I think you should also try running the indexing benchmarks to see if there are any significant regressions in existing benchmarks. I think bench_indexing already captures several workflows that go through the changed low-level C code path.
It would also be nice to get new entries in the FlatIterIndexing benchmark for newly added functionality.
These are the results of running the (old & new) benchmarks:
| Change | Before [93898621] <main> | After [cfcdabf0] <use-prepare-index-flatiter> | Ratio | Benchmark (Parameter) |
|----------|----------------------------|-------------------------------------------------|-----------|-------------------------------------------------------------|
| + | 87.0±0.4ns | 43.0±0.2ms | 494276 | bench_indexing.FlatIterIndexing.time_flat_empty_tuple_index |
| + | 115±3ns | 479±8ns | 4.15 | bench_indexing.FlatIterIndexing.time_flat_bool_index_0d |
| + | 39.4±0.3ms | 42.8±0.3ms | 1.09 | bench_indexing.FlatIterIndexing.time_flat_ellipsis_index |
| + | 3.95±0.04ms | 4.29±0.07ms | 1.09 | bench_indexing.FlatIterIndexing.time_flat_slice_index |
It looks like having special cases for tuple, ellipses etc. (instead of going through prepare_index) did have an impact on performance. Should we try and keep those special cases in?
Should we try and keep those special cases in?
Probably
Should we try and keep those special cases in?
Probably
I added a couple of special cases for an empty tuple and boolean indexes. This fixes the two worst performance regressions. I feel that the rest are acceptable, since this goes through a much more complex code path to make sure that everything is set up correctly.
I added the 2.3 milestone to make sure we don't drop reviewing this before cutting the release.
I added the 2.3 milestone
@ngoldbaum I am about to push this off to 2.4 unless you want to put it in very soon.
I spoke with Lysandros and he said it's OK to push this off. We'll coordinate on getting this reviewed soon.

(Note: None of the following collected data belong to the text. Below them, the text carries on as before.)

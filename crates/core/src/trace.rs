use chrono::{DateTime, SecondsFormat, TimeZone, Utc};
use serde::{Deserialize, Serialize};
use serde_json::{Map, Value};
use std::fmt;

/// Payload keys that are lifted into [`Event`] fields when the producer nests
/// them under `payload` instead of the envelope.
const LIFTED_PAYLOAD_KEYS: &[&str] = &["node_id", "call_id", "causation_id", "subtask_index"];

/// Which agent produced an event.
#[derive(Debug, Clone, Copy, Default, PartialEq, Eq, Hash, Serialize, Deserialize)]
#[serde(rename_all = "snake_case")]
pub enum AgentLevel {
    #[default]
    Core,
    Subagent,
}

impl AgentLevel {
    /// Anything other than `"subagent"` is the top-level agent.
    pub fn from_wire(raw: &str) -> Self {
        if raw.trim().eq_ignore_ascii_case("subagent") {
            Self::Subagent
        } else {
            Self::Core
        }
    }

    pub fn as_str(&self) -> &'static str {
        match self {
            Self::Core => "core",
            Self::Subagent => "subagent",
        }
    }
}

impl fmt::Display for AgentLevel {
    fn fmt(&self, f: &mut fmt::Formatter<'_>) -> fmt::Result {
        f.write_str(self.as_str())
    }
}

/// Event type - the `workflow.*` vocabulary emitted by the agent runtime.
#[derive(Debug, Clone, PartialEq, Eq, Hash)]
pub enum EventType {
    InputReceived,
    NodeStarted,
    NodeCompleted,
    NodeFailed,
    NodeOutputDelta,
    NodeOutputSummary,
    ToolStarted,
    ToolProgress,
    ToolCompleted,
    ResultFinal,
    ResultCancelled,
    SubflowProgress,
    SubflowCompleted,
    LifecycleUpdated,
    ArtifactManifest,
    ExecutorUpdate,
    ExecutorUserMessage,
    /// `workflow.diagnostic.*`; holds the full wire tag.
    Diagnostic(String),
    /// Unrecognized tag, kept verbatim.
    Other(String),
}

impl EventType {
    pub const DIAGNOSTIC_PREFIX: &'static str = "workflow.diagnostic.";

    pub fn parse(raw: &str) -> Self {
        let raw = raw.trim();
        match raw {
            "workflow.input.received" => Self::InputReceived,
            "workflow.node.started" => Self::NodeStarted,
            "workflow.node.completed" => Self::NodeCompleted,
            "workflow.node.failed" => Self::NodeFailed,
            "workflow.node.output.delta" => Self::NodeOutputDelta,
            "workflow.node.output.summary" => Self::NodeOutputSummary,
            "workflow.tool.started" => Self::ToolStarted,
            "workflow.tool.progress" => Self::ToolProgress,
            "workflow.tool.completed" => Self::ToolCompleted,
            "workflow.result.final" => Self::ResultFinal,
            "workflow.result.cancelled" => Self::ResultCancelled,
            "workflow.subflow.progress" => Self::SubflowProgress,
            "workflow.subflow.completed" => Self::SubflowCompleted,
            "workflow.lifecycle.updated" => Self::LifecycleUpdated,
            "workflow.artifact.manifest" => Self::ArtifactManifest,
            "workflow.executor.update" => Self::ExecutorUpdate,
            "workflow.executor.user_message" => Self::ExecutorUserMessage,
            other if other.starts_with(Self::DIAGNOSTIC_PREFIX) => {
                Self::Diagnostic(other.to_string())
            }
            other => Self::Other(other.to_string()),
        }
    }

    pub fn as_str(&self) -> &str {
        match self {
            Self::InputReceived => "workflow.input.received",
            Self::NodeStarted => "workflow.node.started",
            Self::NodeCompleted => "workflow.node.completed",
            Self::NodeFailed => "workflow.node.failed",
            Self::NodeOutputDelta => "workflow.node.output.delta",
            Self::NodeOutputSummary => "workflow.node.output.summary",
            Self::ToolStarted => "workflow.tool.started",
            Self::ToolProgress => "workflow.tool.progress",
            Self::ToolCompleted => "workflow.tool.completed",
            Self::ResultFinal => "workflow.result.final",
            Self::ResultCancelled => "workflow.result.cancelled",
            Self::SubflowProgress => "workflow.subflow.progress",
            Self::SubflowCompleted => "workflow.subflow.completed",
            Self::LifecycleUpdated => "workflow.lifecycle.updated",
            Self::ArtifactManifest => "workflow.artifact.manifest",
            Self::ExecutorUpdate => "workflow.executor.update",
            Self::ExecutorUserMessage => "workflow.executor.user_message",
            Self::Diagnostic(raw) | Self::Other(raw) => raw,
        }
    }
}

impl fmt::Display for EventType {
    fn fmt(&self, f: &mut fmt::Formatter<'_>) -> fmt::Result {
        f.write_str(self.as_str())
    }
}

/// A single event from the agent execution stream.
///
/// Cross-cutting envelope fields are lifted into typed fields so every access
/// is total; type-specific data stays in `payload` and is read through the
/// accessor methods, which return `None` for missing or mistyped values.
#[derive(Debug, Clone, PartialEq, Serialize, Deserialize)]
#[serde(from = "WireEvent", into = "WireEvent")]
pub struct Event {
    pub event_type: EventType,
    pub timestamp: Option<DateTime<Utc>>,
    pub agent_level: AgentLevel,
    pub session_id: Option<String>,
    pub task_id: Option<String>,
    pub parent_task_id: Option<String>,
    pub node_id: Option<String>,
    pub call_id: Option<String>,
    /// Call id of the delegation tool call that spawned this run.
    pub causation_id: Option<String>,
    pub subtask_index: Option<u64>,
    pub payload: Map<String, Value>,
}

impl Event {
    pub fn new(event_type: EventType) -> Self {
        Self {
            event_type,
            timestamp: None,
            agent_level: AgentLevel::Core,
            session_id: None,
            task_id: None,
            parent_task_id: None,
            node_id: None,
            call_id: None,
            causation_id: None,
            subtask_index: None,
            payload: Map::new(),
        }
    }

    pub fn is_subagent(&self) -> bool {
        self.agent_level == AgentLevel::Subagent
    }

    pub fn timestamp_millis(&self) -> Option<i64> {
        self.timestamp.map(|ts| ts.timestamp_millis())
    }

    pub fn payload_str(&self, key: &str) -> Option<&str> {
        self.payload.get(key).and_then(Value::as_str)
    }

    pub fn payload_u64(&self, key: &str) -> Option<u64> {
        self.payload.get(key).and_then(value_as_u64)
    }

    pub fn payload_bool(&self, key: &str) -> Option<bool> {
        self.payload.get(key).and_then(Value::as_bool)
    }

    pub fn delta(&self) -> Option<&str> {
        self.payload_str("delta")
    }

    pub fn final_answer(&self) -> Option<&str> {
        self.payload_str("final_answer")
    }

    /// Text of a `workflow.node.output.summary` event.
    pub fn summary_content(&self) -> Option<&str> {
        self.payload_str("content")
    }

    pub fn tool_name(&self) -> Option<&str> {
        self.payload_str("tool_name")
    }

    pub fn result_text(&self) -> Option<&str> {
        self.payload_str("result")
    }

    pub fn error_text(&self) -> Option<&str> {
        self.payload_str("error").filter(|s| !s.is_empty())
    }

    pub fn is_streaming(&self) -> bool {
        self.payload_bool("is_streaming").unwrap_or(false)
    }

    pub fn stream_finished(&self) -> bool {
        self.payload_bool("stream_finished").unwrap_or(false)
    }

    pub fn metadata(&self) -> Option<&Map<String, Value>> {
        self.payload.get("metadata").and_then(Value::as_object)
    }

    /// Shallow merge: fields present on `newer` win, absent ones keep `self`'s.
    pub fn overlaid_with(&self, newer: &Event) -> Event {
        let mut payload = self.payload.clone();
        for (key, value) in &newer.payload {
            payload.insert(key.clone(), value.clone());
        }
        Event {
            event_type: newer.event_type.clone(),
            timestamp: newer.timestamp.or(self.timestamp),
            agent_level: newer.agent_level,
            session_id: newer.session_id.clone().or_else(|| self.session_id.clone()),
            task_id: newer.task_id.clone().or_else(|| self.task_id.clone()),
            parent_task_id: newer
                .parent_task_id
                .clone()
                .or_else(|| self.parent_task_id.clone()),
            node_id: newer.node_id.clone().or_else(|| self.node_id.clone()),
            call_id: newer.call_id.clone().or_else(|| self.call_id.clone()),
            causation_id: newer
                .causation_id
                .clone()
                .or_else(|| self.causation_id.clone()),
            subtask_index: newer.subtask_index.or(self.subtask_index),
            payload,
        }
    }

    /// Copy of this event with one payload field replaced.
    pub fn with_payload_field(&self, key: &str, value: impl Into<Value>) -> Event {
        let mut copy = self.clone();
        copy.payload.insert(key.to_string(), value.into());
        copy
    }
}

/// Parse an RFC 3339 timestamp, or epoch milliseconds given as a number.
pub fn parse_timestamp(value: &Value) -> Option<DateTime<Utc>> {
    match value {
        Value::String(raw) => DateTime::parse_from_rfc3339(raw.trim())
            .ok()
            .map(|ts| ts.with_timezone(&Utc)),
        Value::Number(n) => n
            .as_i64()
            .and_then(|millis| Utc.timestamp_millis_opt(millis).single()),
        _ => None,
    }
}

fn value_as_u64(value: &Value) -> Option<u64> {
    match value {
        Value::Number(n) => n
            .as_u64()
            .or_else(|| n.as_f64().filter(|f| *f >= 0.0).map(|f| f as u64)),
        Value::String(s) => s.trim().parse().ok(),
        _ => None,
    }
}

fn value_as_string(value: Value) -> Option<String> {
    let s = match value {
        Value::String(s) => s,
        Value::Number(n) => n.to_string(),
        _ => return None,
    };
    if s.trim().is_empty() { None } else { Some(s) }
}

// ── Wire envelope ───────────────────────────────────────────────────────

#[derive(Debug, Clone, Default, Serialize, Deserialize)]
struct WireEvent {
    #[serde(default)]
    event_type: Value,
    #[serde(default, skip_serializing_if = "Value::is_null")]
    timestamp: Value,
    #[serde(default, skip_serializing_if = "Value::is_null")]
    agent_level: Value,
    #[serde(default, skip_serializing_if = "Value::is_null")]
    session_id: Value,
    #[serde(default, skip_serializing_if = "Value::is_null")]
    task_id: Value,
    #[serde(default, skip_serializing_if = "Value::is_null")]
    parent_task_id: Value,
    #[serde(default, skip_serializing_if = "Value::is_null")]
    node_id: Value,
    #[serde(default, skip_serializing_if = "Value::is_null")]
    call_id: Value,
    #[serde(default, skip_serializing_if = "Value::is_null")]
    causation_id: Value,
    #[serde(default, skip_serializing_if = "Value::is_null")]
    subtask_index: Value,
    #[serde(default, skip_serializing_if = "Value::is_null")]
    payload: Value,
    #[serde(flatten)]
    extra: Map<String, Value>,
}

impl From<WireEvent> for Event {
    fn from(wire: WireEvent) -> Self {
        // Flattened producers put payload fields on the envelope; nested
        // payload values win on conflict.
        let mut payload = wire.extra;
        if let Value::Object(nested) = wire.payload {
            for (key, value) in nested {
                payload.insert(key, value);
            }
        }

        let mut lift = |top: Value, key: &str| -> Value {
            let from_payload = payload.remove(key).unwrap_or(Value::Null);
            match top {
                Value::Null => from_payload,
                Value::String(ref s) if s.trim().is_empty() => from_payload,
                other => other,
            }
        };
        let node_id = lift(wire.node_id, LIFTED_PAYLOAD_KEYS[0]);
        let call_id = lift(wire.call_id, LIFTED_PAYLOAD_KEYS[1]);
        let causation_id = lift(wire.causation_id, LIFTED_PAYLOAD_KEYS[2]);
        let subtask_index = lift(wire.subtask_index, LIFTED_PAYLOAD_KEYS[3]);

        Event {
            event_type: EventType::parse(wire.event_type.as_str().unwrap_or_default()),
            timestamp: parse_timestamp(&wire.timestamp),
            agent_level: wire
                .agent_level
                .as_str()
                .map(AgentLevel::from_wire)
                .unwrap_or_default(),
            session_id: value_as_string(wire.session_id),
            task_id: value_as_string(wire.task_id),
            parent_task_id: value_as_string(wire.parent_task_id),
            node_id: value_as_string(node_id),
            call_id: value_as_string(call_id),
            causation_id: value_as_string(causation_id),
            subtask_index: value_as_u64(&subtask_index),
            payload,
        }
    }
}

impl From<Event> for WireEvent {
    fn from(event: Event) -> Self {
        let opt = |v: Option<String>| v.map(Value::String).unwrap_or(Value::Null);
        WireEvent {
            event_type: Value::String(event.event_type.as_str().to_string()),
            timestamp: event
                .timestamp
                .map(|ts| Value::String(ts.to_rfc3339_opts(SecondsFormat::AutoSi, true)))
                .unwrap_or(Value::Null),
            agent_level: Value::String(event.agent_level.as_str().to_string()),
            session_id: opt(event.session_id),
            task_id: opt(event.task_id),
            parent_task_id: opt(event.parent_task_id),
            node_id: opt(event.node_id),
            call_id: opt(event.call_id),
            causation_id: opt(event.causation_id),
            subtask_index: event.subtask_index.map(Value::from).unwrap_or(Value::Null),
            payload: if event.payload.is_empty() {
                Value::Null
            } else {
                Value::Object(event.payload)
            },
            extra: Map::new(),
        }
    }
}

@seberg Sorry for taking so long with this and thanks a lot for the thorough review. It was really helpful!
I've addressed all of the feedback so it should be in a better state now. Looking foward to hearing your thoughts.
Friendly ping here. I'm gonna be on PTO starting Aug 11th, so if we could get another round of feedback on this before I go, that'd be very helpful!
Tests look good. This should be really close now @seberg! Also, thanks for the reviews and the patience!
Unfortunately the change to include PyArray_SIZE(tmp_arr) != 0 fails the following test because it doesn't warn anymore. What do we wanna do here? Is this acceptable?
def test_empty_string_flat_index_on_flatiter(self):
a = np.arange(9).reshape((3, 3))
b = np.array([], dtype="S")
with pytest.warns(DeprecationWarning,
match="Invalid non-array indices for iterator objects are "
"deprecated"):
assert_equal(a.flat[b.flat], np.array([]))
I want to fix it to do the same thing as for arrays, but I am slightly confused why np.arange(3)[np.array([], dtype="S")] does the right thing.
That's probably because of this new if in mapping.c.
if (PyArray_SIZE(tmp_arr) == 0
|| (is_flatiter_object && !PyArray_ISINTEGER(tmp_arr) && !PyArray_ISBOOL(tmp_arr))) {
The string array is cast to an integer array and since it's got no elements, there's no issues there.
Oh, nvm, let's just just remove the test, or only test for a string array. The array case just lets this one pass, because it can't doesn't distinguish between a [] and array([]).flat.
The point is, that it isn't a string array, its a string flatiter... And we never handle it correctly, so I don't think we should care for this PR.
Thanks @lysnikolaou this was a really nice cleanup, I think. And fixing up flatiter a bit more is also nice.